Keir Starmer went into Prime Minister’s Questions following reports that voters do not know what Labour stands for, think the leader is “sitting on the fence” and reckon the party has been “way too quiet”. This was not lost on the Prime Minister, who tried to highlight the findings during his final response to Starmer before he was interrupted by the Speaker and told his answers should be “somewhere near the question asked”. But despite trying to push the point that the Labour leader is seen as indecisive by the electorate, it was Boris Johnson’s inaction on display today as Starmer focused on Covid border policy and the cladding scandal.
After paying tribute to Captain Sir Tom Moore and former Labour MP Maureen Colquhoun, the Labour leader kicked off with Covid border policy. He asked Johnson why he ignored advice from SAGE two weeks ago to close the borders or introduce mandatory quarantining for all coming into the country: “Why did the Prime Minister choose not to do the one thing that SAGE said could prevent new variants coming to the UK?” Was it simply that it is just “too difficult”, he asked, or that he thinks it “would make no difference”? Johnson denied that this was the case, arguing that SAGE had not recommended any such measures. The government has announced a partial hotel quarantining system, for arrivals from 30 countries, but no date has been given for when this policy will be implemented.
Starmer highlighted the complete inability of government to grasp the national cladding scandal. He challenged the Prime Minister as to why, three-and-a-half years after the Grenfell fire, there are still “hundreds of thousands of people living in homes with unsafe cladding” and why millions of leaseholders are stuck in flats they cannot sell and face extortionate costs to remove the dangerous materials. The Labour leader highlighted the case of an NHS doctor, working on the Covid frontline during the day and worrying about a £52,000 bill when he goes home. The PM had little comfort to offer, saying leaseholders should not have to pay “unaffordable costs” and telling MPs that the Chancellor will be coming up with a “complete package” to tackle the problem. As Starmer emphasised with the case of one leaseholder, made bankrupt at the age of 27, that it is simply too late for many.

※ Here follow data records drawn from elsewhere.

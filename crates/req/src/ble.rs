//! BLE scan requests, the scan-filter model, and the BLE request manager.

#[cfg(not(feature = "std"))]
use alloc::{boxed::Box, vec::Vec};

use log::warn;

use ctxhub_core::{
    AsyncError, BleCapabilities, BleFilterCapabilities, EventType, InstanceId, RequestType,
};
use ctxhub_evloop::EventLoop;

use crate::manager::ResourceManager;
use crate::request::Request;

/// Scan duty-cycle modes, ordered from least to most aggressive. Merging
/// keeps the maximum.
#[derive(Debug, Clone, Copy, PartialEq, Eq, PartialOrd, Ord)]
pub enum BleScanMode {
    Background,
    ActiveBackground,
    Foreground,
}

/// Hardware scan-filter kinds and their exact payload lengths.
#[derive(Debug, Clone, Copy, PartialEq, Eq)]
pub enum BleFilterKind {
    ServiceDataUuid16,
    ServiceDataUuid32,
    ServiceDataUuid128,
    Rssi,
}

impl BleFilterKind {
    /// Byte length the filter payload must have, exactly.
    pub const fn expected_len(self) -> usize {
        match self {
            Self::ServiceDataUuid16 => 2,
            Self::ServiceDataUuid32 => 4,
            Self::ServiceDataUuid128 => 16,
            Self::Rssi => 1,
        }
    }
}

/// One hardware scan filter entry.
#[derive(Debug, Clone, PartialEq, Eq)]
pub struct BleScanFilter {
    pub kind: BleFilterKind,
    pub data: Vec<u8>,
}

impl BleScanFilter {
    pub fn new(kind: BleFilterKind, data: Vec<u8>) -> Self {
        Self { kind, data }
    }

    /// A length/kind mismatch is rejected before any state mutation.
    pub fn is_valid(&self) -> bool {
        self.data.len() == self.kind.expected_len()
    }
}

/// One nanoapp's BLE scan request.
#[derive(Debug, Clone, PartialEq, Eq)]
pub struct BleRequest {
    enabled: bool,
    pub mode: BleScanMode,
    /// Batching delay; the platform gets the minimum across requesters.
    pub report_delay_ms: u32,
    /// Filters are additive: the platform scans for the union.
    pub filters: Vec<BleScanFilter>,
}

impl BleRequest {
    pub fn enabled(mode: BleScanMode, report_delay_ms: u32, filters: Vec<BleScanFilter>) -> Self {
        Self {
            enabled: true,
            mode,
            report_delay_ms,
            filters,
        }
    }
}

impl Request for BleRequest {
    fn disabled() -> Self {
        Self {
            enabled: false,
            mode: BleScanMode::Background,
            report_delay_ms: u32::MAX,
            filters: Vec::new(),
        }
    }

    fn is_enabled(&self) -> bool {
        self.enabled
    }

    fn merge_from(&mut self, other: &Self) -> bool {
        let mut changed = false;
        if other.enabled && !self.enabled {
            self.enabled = true;
            changed = true;
        }
        if other.mode > self.mode {
            self.mode = other.mode;
            changed = true;
        }
        if other.report_delay_ms < self.report_delay_ms {
            self.report_delay_ms = other.report_delay_ms;
            changed = true;
        }
        for filter in &other.filters {
            if !self.filters.contains(filter) {
                self.filters.push(filter.clone());
                changed = true;
            }
        }
        changed
    }
}

/// Broadcast payload of [`EventType::BLE_ADVERTISEMENT`] events.
#[derive(Debug, Clone, PartialEq, Eq)]
pub struct BleAdvertisement {
    pub address: [u8; 6],
    pub rssi: i8,
    pub data: Vec<u8>,
}

/// Platform abstraction for the BLE subsystem.
///
/// `start_scan`/`stop_scan` accept or reject synchronously; the transition
/// resolves later via `SystemCallback::BleScanResponse` posted from the
/// PAL's own thread.
pub trait BlePal: Send {
    fn capabilities(&self) -> BleCapabilities;
    fn filter_capabilities(&self) -> BleFilterCapabilities;
    fn start_scan(&mut self, request: &BleRequest) -> bool;
    fn stop_scan(&mut self) -> bool;
}

pub struct BleRequestManager {
    pal: Box<dyn BlePal>,
    inner: ResourceManager<BleRequest>,
}

impl BleRequestManager {
    pub fn new(pal: Box<dyn BlePal>) -> Self {
        Self {
            pal,
            inner: ResourceManager::new(
                RequestType::Ble,
                EventType::BLE_ASYNC_RESULT,
                EventType::BLE_ADVERTISEMENT,
            ),
        }
    }

    /// Capability queries need no permission grant and never touch the
    /// request state.
    pub fn capabilities(&self) -> BleCapabilities {
        self.pal.capabilities()
    }

    pub fn filter_capabilities(&self) -> BleFilterCapabilities {
        self.pal.filter_capabilities()
    }

    pub fn start_scan(
        &mut self,
        ev: &mut EventLoop,
        owner: InstanceId,
        mode: BleScanMode,
        report_delay_ms: u32,
        filters: Vec<BleScanFilter>,
        cookie: u64,
    ) -> bool {
        for filter in &filters {
            if !filter.is_valid() {
                warn!(
                    "ble: rejecting {:?} filter with {} bytes (expected {})",
                    filter.kind,
                    filter.data.len(),
                    filter.kind.expected_len()
                );
                return false;
            }
        }
        let request = BleRequest::enabled(mode, report_delay_ms, filters);
        let pal = &mut self.pal;
        self.inner
            .configure(ev, owner, request, cookie, |r| Self::apply(pal, r))
    }

    pub fn stop_scan(&mut self, ev: &mut EventLoop, owner: InstanceId, cookie: u64) -> bool {
        let pal = &mut self.pal;
        self.inner
            .configure(ev, owner, BleRequest::disabled(), cookie, |r| {
                Self::apply(pal, r)
            })
    }

    /// Deferred PAL completion, dispatched on the loop thread.
    pub fn handle_scan_response(&mut self, ev: &mut EventLoop, error: AsyncError) {
        let pal = &mut self.pal;
        self.inner
            .handle_response(ev, error, |r| Self::apply(pal, r));
    }

    /// Fan-out of one advertisement report to every subscribed nanoapp.
    pub fn handle_advertisement(&self, ev: &EventLoop, report: BleAdvertisement) {
        self.inner.post_report(ev, report);
    }

    /// Sweep for a stopping nanoapp.
    pub fn disable_for(&mut self, ev: &mut EventLoop, owner: InstanceId) {
        let pal = &mut self.pal;
        self.inner.disable_for(ev, owner, |r| Self::apply(pal, r));
    }

    pub fn inner(&self) -> &ResourceManager<BleRequest> {
        &self.inner
    }

    fn apply(pal: &mut Box<dyn BlePal>, request: &BleRequest) -> bool {
        if request.is_enabled() {
            pal.start_scan(request)
        } else {
            pal.stop_scan()
        }
    }
}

This afternoon can be seen as a microcosm of the challenge facing Starmer. He highlighted effectively today how incompetent the PM and his administration is – failing to take action on problems left to rumble on, causing ever greater harm as they do. But the criticism that Starmer is “sitting on the fence” seems to be sticking. This is in part due to the challenge of being in opposition during a national crisis. The Labour leader has been ramping up the criticism of the government slowly throughout the pandemic, but has always been cautious to remain ‘constructive’. It is not enough to show that Johnson is bad at his job. Labour needs to give an alternative vision: a different plan for how it would deal with this crisis, but also for how it would be transformative and markedly different in power.